Because the Company's customers can typically cancel their work on short
notice, a certain degree of uncertainty always exists in the Company's future
revenue levels. See also the discussion under UTILITIES' BUDGETARY
CONSIDERATIONS, COMPETITION, SEASONAL FACTORS and DOW CORNING CORPORATION
included under "Important Risk Factors Regarding Forward-Looking Statements",
below.

INTERNATIONAL OPERATIONS. In fiscal 2000, the Company ceased selling its
drilling systems in the international market. However, the Company does
continue to support the drilling systems in place with the continued sale of
spare parts. Management expects most of its international growth to come from
CableCURE-Registered Trademark-services in Europe and Asia.

                                        12
<PAGE>

IMPORTANT RISK FACTORS REGARDING FORWARD-LOOKING STATEMENTS

The Company may from time to time make written or oral forward-looking
statements.

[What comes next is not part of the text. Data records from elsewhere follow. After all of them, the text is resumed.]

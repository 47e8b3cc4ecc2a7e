//! Database schema definition

/// SQL schema for the docsync catalogue
pub const SCHEMA: &str = r#"
-- Specialties (Frontend, Backend, ...)
CREATE TABLE IF NOT EXISTS specialties (
    id INTEGER PRIMARY KEY AUTOINCREMENT,
    name TEXT NOT NULL UNIQUE,
    slug TEXT NOT NULL UNIQUE,
    priority INTEGER NOT NULL DEFAULT 0,
    created_at TEXT NOT NULL DEFAULT CURRENT_TIMESTAMP
);

-- Technologies (one per mapped docs folder)
CREATE TABLE IF NOT EXISTS technologies (
    id INTEGER PRIMARY KEY AUTOINCREMENT,
    name TEXT NOT NULL,
    slug TEXT NOT NULL UNIQUE,
    priority INTEGER NOT NULL DEFAULT 0,
    created_at TEXT NOT NULL DEFAULT CURRENT_TIMESTAMP
);

-- Many-to-many link between specialties and technologies
CREATE TABLE IF NOT EXISTS specialty_technology (
    id INTEGER PRIMARY KEY AUTOINCREMENT,
    specialty_id INTEGER NOT NULL REFERENCES specialties(id) ON DELETE CASCADE,
    technology_id INTEGER NOT NULL REFERENCES technologies(id) ON DELETE CASCADE,
    name TEXT NOT NULL,
    UNIQUE(specialty_id, technology_id)
);

-- One article per document and specialty
CREATE TABLE IF NOT EXISTS articles (
    id INTEGER PRIMARY KEY AUTOINCREMENT,
    title TEXT NOT NULL,
    slug TEXT NOT NULL UNIQUE,
    content TEXT,
    specialty_id INTEGER NOT NULL REFERENCES specialties(id) ON DELETE CASCADE,
    technology_id INTEGER NOT NULL REFERENCES technologies(id) ON DELETE CASCADE,
    priority INTEGER NOT NULL DEFAULT 0,
    description TEXT,
    file_hash TEXT,
    created_at TEXT NOT NULL DEFAULT CURRENT_TIMESTAMP,
    updated_at TEXT NOT NULL DEFAULT CURRENT_TIMESTAMP
);

CREATE INDEX IF NOT EXISTS idx_articles_specialty ON articles(specialty_id);
CREATE INDEX IF NOT EXISTS idx_articles_technology ON articles(technology_id);

-- Tags, shared between articles
CREATE TABLE IF NOT EXISTS tags (
    id INTEGER PRIMARY KEY AUTOINCREMENT,
    name TEXT NOT NULL UNIQUE,
    created_at TEXT NOT NULL DEFAULT CURRENT_TIMESTAMP
);

CREATE TABLE IF NOT EXISTS article_tags (
    id INTEGER PRIMARY KEY AUTOINCREMENT,
    article_id INTEGER NOT NULL REFERENCES articles(id) ON DELETE CASCADE,
    tag_id INTEGER NOT NULL REFERENCES tags(id) ON DELETE CASCADE,
    UNIQUE(article_id, tag_id)
);

-- External links listed in a document's front-matter
CREATE TABLE IF NOT EXISTS article_links (
    id INTEGER PRIMARY KEY AUTOINCREMENT,
    article_id INTEGER NOT NULL REFERENCES articles(id) ON DELETE CASCADE,
    url TEXT NOT NULL,
    created_at TEXT NOT NULL DEFAULT CURRENT_TIMESTAMP,
    UNIQUE(article_id, url)
);
"#;

/// Tables in the order rows must be deleted to respect foreign keys
pub const CLEAR_ORDER: &[&str] = &[
    "article_tags",
    "article_links",
    "tags",
    "articles",
    "specialty_technology",
    "technologies",
    "specialties",
];
//! docsync - Markdown knowledge base to relational catalogue sync tool
//!
//! Scans a tree of Markdown documents, classifies them against the last
//! sync by content hash and upserts them into SQLite.

use anyhow::Result;
use docsync::cli::{check, clear, init, parse, update, Cli, Commands};
use tracing_subscriber::{fmt, prelude::*, EnvFilter};

fn main() -> Result<()> {
    // Parse CLI arguments
    let cli = Cli::parse_args();

    // Setup logging
    let filter = if cli.verbose {
        EnvFilter::new("debug")
    } else {
        EnvFilter::try_from_default_env().unwrap_or_else(|_| EnvFilter::new("info"))
    };

    tracing_subscriber::registry()
        .with(fmt::layer().with_writer(std::io::stderr))
        .with(filter)
        .init();

    let config = cli.run_config()?;

    // Execute command
    match cli.command {
        Commands::Init => init(&config.database, cli.format)?,
        Commands::Clear => clear(&config.database, cli.format)?,
        Commands::Parse(args) => parse(&config, args.clear, args.check_only, cli.format)?,
        Commands::Check => check(&config, cli.format)?,
        Commands::Update(args) => update(&config, args.force, cli.format)?,
    }

    Ok(())
}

Written forward-looking statements may appear in documents filed
with the Securities and Exchange Commission, in press releases and in reports
to stockholders. The Private Securities Litigation Reform Act of 1995
contains a safe harbor for forward-looking statements on which the Company
relies in making such disclosures. In connection with this safe harbor
provision, the Company is hereby identifying important factors that could
cause actual results to differ materially from those contained in any
forward-looking statement made by or on behalf of the Company. Any such
statement is qualified by reference to the following cautionary statements:

UTILITIES' BUDGETARY CONSIDERATIONS. Budgetary considerations arising from
unfavorable regulatory determinations on matters such as rate-setting,
capitalization of services performed by the Company, approval of mergers and
acquisitions, siting of power production facilities, reductions in new
housing starts, reductions in electric utility revenues due to mild weather,
general economic downturns or overall utility profitability relative to its
objectives have affected the ability of some of the Company's utility
customers to sustain their cable replacement or other maintenance programs
and, accordingly, can adversely impact the Company's revenues and profits.
Because cable replacement, restoration and other maintenance programs are, to
a substantial extent, deferrable and the Company's contracts with its utility
customers permit termination of orders on relatively short notice,
postponement or cancellation of such programs by customers can cause
substantial volatility to the Company's revenues and profits. Although the
Company has broadened its customer base, in the first nine months of fiscal
2000 one customer generated over 31% of the Company's consolidated revenues,
and 10 customers generated approximately 70% of its CableCURE-Registered
Trademark- revenues.

COMPETITION. The Company has experienced a long term trend of declining
prices for trenchless drilling services provided to electric utilities,
particularly for smaller diameter utility installations, due to competitive
pressures and changes in utility bidding practices. This trend has also
caused the Company to lower its prices for CableCURE-Registered Trademark-
injection services, which are priced at a discount to replacement costs,
including replacement by trenchless drilling. In addition, the Company's
utility customers are increasing their requests for "turnkey" installation,
replacement and restoration services, requiring their drilling contractors to
take responsibility for switching circuits, terminating circuits and other
non-incidental tasks. These tasks require additional equipment and labor, and
the cost increases may offset any price increase the Company is able to
negotiate for the expansion of its services. The overall trend of falling
prices for trenchless drilling services provided to electric utilities is
expected to continue into the future which will continue to put downward
pressure on the market price for CableCURE-Registered Trademark- Services.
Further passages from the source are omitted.